▶ _The task_
Whenever a line in the entries includes the word "raised", copy that line out.

▶ _Dataset items_
//! Error types and constructors for the SQL safety validation core.
//!
//! This module provides error construction functions that create properly
//! formatted [`AppError`] instances with context-specific messages, mirroring
//! the taxonomy the validator is built against:
//!
//! - **ParseError**: strict-mode parser failure.
//! - **Misconfiguration**: an invalid config value, caught at construction.
//! - **SafetyViolation**: the composite failure raised by the `BLOCK`
//!   strategy.
//!
//! A rule match itself is never an error here; it is data attached to a
//! [`crate::violation::ValidationResult`].

pub use masterror::{AppError, AppResult};

use crate::violation::ValidationResult;

/// Strict-mode parse failure: `sql` could not be parsed by the configured
/// dialect and the parse façade is not in lenient mode.
pub fn parse_error(sql: &str, cause: impl std::fmt::Display) -> AppError {
    AppError::bad_request(format_sql_error("SQL parse error", sql, &cause.to_string()))
}

/// Invalid configuration detected at validator-construction time.
pub fn misconfiguration_error(message: impl Into<String>) -> AppError {
    AppError::bad_request(message.into())
}

/// Composite failure raised by the `BLOCK` strategy when a result did not
/// pass. Carries the rule tags and aggregate risk so host adapters can
/// translate it into a driver-level error.
pub fn safety_violation_error(result: &ValidationResult) -> AppError {
    let tags = result
        .violations
        .iter()
        .map(|v| v.rule_tag.as_str())
        .collect::<Vec<_>>()
        .join(", ");
    AppError::service(format!(
        "SQL blocked at risk {}: violated rule(s) [{}]",
        result.risk, tags
    ))
}

/// Format a SQL-related error, attempting to extract position info from the
/// underlying parser's "Line: X, Column Y" message convention.
fn format_sql_error(prefix: &str, sql: &str, message: &str) -> String {
    let preview: String = sql.chars().take(120).collect();
    if let Some(pos) = extract_position(message) {
        format!(
            "{prefix} at line {line}, column {column} (sql: \"{preview}\"):\n  {message}",
            prefix = prefix,
            line = pos.line,
            column = pos.column,
            preview = preview,
            message = message
        )
    } else {
        format!("{prefix} (sql: \"{preview}\"):\n  {message}")
    }
}

struct SqlPosition {
    line:   usize,
    column: usize
}

/// Extract position from a sqlparser error message, e.g. `"... Line: 3,
/// Column 7"`.
fn extract_position(message: &str) -> Option<SqlPosition> {
    let line_marker = "Line: ";
    let col_marker = ", Column ";
    let line_start = message.find(line_marker)?;
    let line_num_start = line_start + line_marker.len();
    let rest = message.get(line_num_start..)?;
    let col_start = rest.find(col_marker)?;
    let line_str = message.get(line_num_start..line_num_start + col_start)?;
    let col_num_start = line_num_start + col_start + col_marker.len();
    let col_rest = message.get(col_num_start..)?;
    let col_end = col_rest
        .find(|c: char| !c.is_ascii_digit())
        .unwrap_or(col_rest.len());
    let col_str = message.get(col_num_start..col_num_start + col_end)?;
    let line = line_str.parse().ok()?;
    let column = col_str.parse().ok()?;
    Some(SqlPosition {
        line,
        column
    })
}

▶ _Response_
//! - **SafetyViolation**: the composite failure raised by the `BLOCK`
/// Composite failure raised by the `BLOCK` strategy when a result did not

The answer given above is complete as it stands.